■ **DATA SHOWN**
******************************
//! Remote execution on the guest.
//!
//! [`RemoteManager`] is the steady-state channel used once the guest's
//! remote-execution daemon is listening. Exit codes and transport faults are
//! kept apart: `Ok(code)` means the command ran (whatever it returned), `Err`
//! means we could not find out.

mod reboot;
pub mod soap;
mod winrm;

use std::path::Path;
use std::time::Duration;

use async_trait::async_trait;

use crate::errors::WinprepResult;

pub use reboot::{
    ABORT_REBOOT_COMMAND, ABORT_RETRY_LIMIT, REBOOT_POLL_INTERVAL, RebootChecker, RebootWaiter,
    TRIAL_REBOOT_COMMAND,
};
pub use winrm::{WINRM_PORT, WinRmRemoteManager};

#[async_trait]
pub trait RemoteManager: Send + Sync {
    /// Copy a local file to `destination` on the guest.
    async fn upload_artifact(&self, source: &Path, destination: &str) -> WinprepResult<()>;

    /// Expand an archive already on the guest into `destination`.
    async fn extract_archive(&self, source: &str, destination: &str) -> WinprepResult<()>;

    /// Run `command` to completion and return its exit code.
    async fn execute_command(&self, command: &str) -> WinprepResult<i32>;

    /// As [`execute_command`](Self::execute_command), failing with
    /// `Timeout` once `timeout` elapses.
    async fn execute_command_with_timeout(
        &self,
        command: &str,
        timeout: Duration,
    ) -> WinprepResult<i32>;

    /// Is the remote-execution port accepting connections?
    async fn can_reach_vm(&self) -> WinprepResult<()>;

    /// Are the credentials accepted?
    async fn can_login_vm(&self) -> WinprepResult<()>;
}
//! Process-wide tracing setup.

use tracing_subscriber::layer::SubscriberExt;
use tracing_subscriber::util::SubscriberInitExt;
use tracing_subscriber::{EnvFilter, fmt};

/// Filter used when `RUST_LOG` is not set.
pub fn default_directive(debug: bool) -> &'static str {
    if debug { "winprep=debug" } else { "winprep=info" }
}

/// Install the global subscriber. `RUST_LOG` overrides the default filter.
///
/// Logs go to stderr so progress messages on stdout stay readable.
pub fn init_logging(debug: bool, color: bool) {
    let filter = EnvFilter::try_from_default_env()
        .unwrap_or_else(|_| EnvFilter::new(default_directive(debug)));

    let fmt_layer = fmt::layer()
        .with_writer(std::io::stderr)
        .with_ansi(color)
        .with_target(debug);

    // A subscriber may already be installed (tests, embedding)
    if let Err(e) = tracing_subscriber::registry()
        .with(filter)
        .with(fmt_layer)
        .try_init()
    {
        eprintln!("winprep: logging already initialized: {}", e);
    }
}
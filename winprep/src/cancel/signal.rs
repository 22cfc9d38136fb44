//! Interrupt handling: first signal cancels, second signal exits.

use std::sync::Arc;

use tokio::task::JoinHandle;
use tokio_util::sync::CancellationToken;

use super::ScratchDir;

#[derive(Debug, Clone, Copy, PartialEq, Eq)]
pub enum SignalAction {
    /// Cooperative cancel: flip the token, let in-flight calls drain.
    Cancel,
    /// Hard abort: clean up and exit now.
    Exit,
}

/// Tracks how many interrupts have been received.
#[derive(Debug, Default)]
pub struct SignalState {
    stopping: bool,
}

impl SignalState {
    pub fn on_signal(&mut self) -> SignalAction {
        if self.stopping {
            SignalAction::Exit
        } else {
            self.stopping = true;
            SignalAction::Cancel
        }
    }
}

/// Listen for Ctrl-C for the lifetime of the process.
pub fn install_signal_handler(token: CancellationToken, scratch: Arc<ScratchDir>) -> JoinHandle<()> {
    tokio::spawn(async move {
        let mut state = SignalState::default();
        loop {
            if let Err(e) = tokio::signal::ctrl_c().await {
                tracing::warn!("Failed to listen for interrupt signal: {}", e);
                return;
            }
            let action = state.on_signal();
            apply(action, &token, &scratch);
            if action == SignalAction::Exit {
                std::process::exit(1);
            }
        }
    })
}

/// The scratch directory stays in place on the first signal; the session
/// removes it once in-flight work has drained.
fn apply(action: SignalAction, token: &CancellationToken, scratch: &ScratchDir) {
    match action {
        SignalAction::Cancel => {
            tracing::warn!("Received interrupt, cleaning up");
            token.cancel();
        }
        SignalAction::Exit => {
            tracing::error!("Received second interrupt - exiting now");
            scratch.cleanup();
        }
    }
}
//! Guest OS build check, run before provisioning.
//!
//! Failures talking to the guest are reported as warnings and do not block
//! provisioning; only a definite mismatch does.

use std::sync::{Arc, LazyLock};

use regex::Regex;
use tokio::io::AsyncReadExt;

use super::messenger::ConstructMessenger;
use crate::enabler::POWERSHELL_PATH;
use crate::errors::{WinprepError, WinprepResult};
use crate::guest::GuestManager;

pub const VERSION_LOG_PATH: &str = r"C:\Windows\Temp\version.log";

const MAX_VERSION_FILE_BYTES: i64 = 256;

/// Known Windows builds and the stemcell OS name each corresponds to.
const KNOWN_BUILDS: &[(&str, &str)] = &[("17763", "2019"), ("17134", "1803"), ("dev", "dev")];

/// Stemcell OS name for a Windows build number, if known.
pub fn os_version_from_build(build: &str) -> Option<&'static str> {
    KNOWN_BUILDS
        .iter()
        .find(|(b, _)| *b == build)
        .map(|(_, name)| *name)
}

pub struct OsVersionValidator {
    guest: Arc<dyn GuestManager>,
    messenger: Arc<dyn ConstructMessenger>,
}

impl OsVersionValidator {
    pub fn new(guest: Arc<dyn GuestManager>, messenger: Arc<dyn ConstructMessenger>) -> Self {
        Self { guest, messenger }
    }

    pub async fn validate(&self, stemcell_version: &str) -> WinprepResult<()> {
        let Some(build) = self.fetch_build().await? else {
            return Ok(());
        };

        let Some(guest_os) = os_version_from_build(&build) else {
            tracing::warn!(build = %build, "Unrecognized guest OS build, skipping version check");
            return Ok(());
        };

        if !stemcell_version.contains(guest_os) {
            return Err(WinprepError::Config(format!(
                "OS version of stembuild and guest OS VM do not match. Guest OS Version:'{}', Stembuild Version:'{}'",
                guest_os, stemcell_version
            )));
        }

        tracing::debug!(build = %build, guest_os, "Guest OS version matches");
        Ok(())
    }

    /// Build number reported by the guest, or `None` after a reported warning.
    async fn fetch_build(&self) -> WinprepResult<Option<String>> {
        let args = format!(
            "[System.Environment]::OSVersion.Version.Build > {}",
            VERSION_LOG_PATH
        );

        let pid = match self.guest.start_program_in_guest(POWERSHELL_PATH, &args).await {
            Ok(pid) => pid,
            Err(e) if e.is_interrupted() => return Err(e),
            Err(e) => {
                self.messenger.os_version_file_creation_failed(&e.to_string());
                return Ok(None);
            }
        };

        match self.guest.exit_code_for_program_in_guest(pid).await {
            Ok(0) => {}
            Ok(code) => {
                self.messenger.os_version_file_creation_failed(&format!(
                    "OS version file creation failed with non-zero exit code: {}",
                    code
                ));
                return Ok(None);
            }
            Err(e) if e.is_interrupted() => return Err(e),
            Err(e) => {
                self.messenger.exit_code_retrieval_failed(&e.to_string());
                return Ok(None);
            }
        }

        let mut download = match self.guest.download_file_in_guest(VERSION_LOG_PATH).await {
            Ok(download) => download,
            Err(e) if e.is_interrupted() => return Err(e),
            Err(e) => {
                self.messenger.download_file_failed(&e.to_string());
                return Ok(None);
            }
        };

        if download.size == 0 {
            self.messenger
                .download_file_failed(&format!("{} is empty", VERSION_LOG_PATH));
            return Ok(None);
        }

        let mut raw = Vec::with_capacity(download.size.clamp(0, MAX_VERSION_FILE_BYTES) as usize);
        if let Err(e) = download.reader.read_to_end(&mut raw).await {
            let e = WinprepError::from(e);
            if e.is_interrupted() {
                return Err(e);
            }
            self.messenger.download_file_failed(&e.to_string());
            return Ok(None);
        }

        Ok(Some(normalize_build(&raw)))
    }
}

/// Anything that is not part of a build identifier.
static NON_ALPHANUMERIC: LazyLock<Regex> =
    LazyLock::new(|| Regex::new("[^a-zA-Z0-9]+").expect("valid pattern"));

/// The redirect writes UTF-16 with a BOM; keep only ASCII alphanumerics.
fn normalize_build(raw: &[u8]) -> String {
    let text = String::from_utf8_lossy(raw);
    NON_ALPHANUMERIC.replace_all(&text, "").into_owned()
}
******************************
■ **EXERCISE BRIEF**
The lines from the beginning of the records through the line containing "means the command" should be reproduced exactly. Include nothing else.

■ **ANSWER AREA**
//! Remote execution on the guest.
//!
//! [`RemoteManager`] is the steady-state channel used once the guest's
//! remote-execution daemon is listening. Exit codes and transport faults are
//! kept apart: `Ok(code)` means the command ran (whatever it returned), `Err`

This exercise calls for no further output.